Comparison of the TRPV4 original and refined models with the cryoelectron microscopic structure of TRPV2. An overall architecture of the channel in general and of TRP helix contact with S4–S5 linker elbow is similar between the model of TRPV4 and TRPV2 structure. A distinct feature of TRPV2 is a one-residue longer loop between the S4 helix and S4–S5 linker. In TRPV4 the residue K597 is part of S4–S5 linker helix, whereas the residue in the homologous position of TRPV2 (Q518) is not part of the helix and adopts conformation similar to L596. TRPV2 residue F517 (homologous to L596) is in the position intermediate between L596 and G596 of TRPV4. The backbone oxygen of F517 is facing away from the tryptophan and cannot H-bond to it (similar to the backbone in TRPV1 structure with capsaicin).

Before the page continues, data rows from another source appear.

//! Error types for the header codecs and chain-work arithmetic.

use thiserror::Error;

/// Errors produced while (de)serializing headers and stored headers.
///
/// These are always fatal to the single decode operation and are never retried.
#[derive(Debug, Clone, PartialEq, Eq, Error)]
pub enum CodecError {
    /// The supplied buffer does not have one of the lengths the codec accepts.
    #[error("invalid buffer length: got {got}, expected one of {expected:?}")]
    InvalidLength {
        /// The length of the buffer that was supplied.
        got: usize,

        /// The lengths the codec would have accepted.
        expected: &'static [usize],
    },

    /// A compact header whose previous blockhash was never resolved from chain context cannot be
    /// fully serialized or hashed.
    #[error("previous blockhash not resolved for compact header")]
    MissingPrevBlockhash,
}

/// Errors produced by the chain-work and retarget computations.
///
/// Either of these signals upstream data corruption or a consensus-rule mismatch bug and must
/// propagate immediately.
#[derive(Debug, Clone, Copy, PartialEq, Eq, Error)]
pub enum HeaderChainError {
    /// The header's nbits field does not decode to a valid compact target.
    #[error("nbits {0:#010x} does not encode a valid target")]
    InvalidDifficultyBits(u32),

    /// Cumulative chain work overflowed 256 bits.
    #[error("chain work accumulation overflowed")]
    ArithmeticOverflow,
}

However, the backbone oxygen of Q518 of TRPV2 is in a position similar to the oxygen of L596 of TRPV4 and can potentially serve a similar structural function. Unlike the TRPV4 linker, which has only L596 side chain contacting the lipid bilayer, the linker in TRPV2 has two side chains, F517 and L518, exposed to lipids. This region in TRPV2 might be more tolerant to the point mutations comparing to L596 in TRPV4. The position of tryptophan on the TRP helix is similar to the one in TRPV4: in TRPV2, W658 (homolog of W733) is positioned under the S4–S5 linker elbow. The side chain NH capable of H-bonding is located between the backbone oxygens of Q518 (distance 3.65 Å) and R515 (3.08 Å); note that it is closer to R515 and it agrees with our simulation results on refined models of WT and mutant channels where W733 side chains have switched to R694.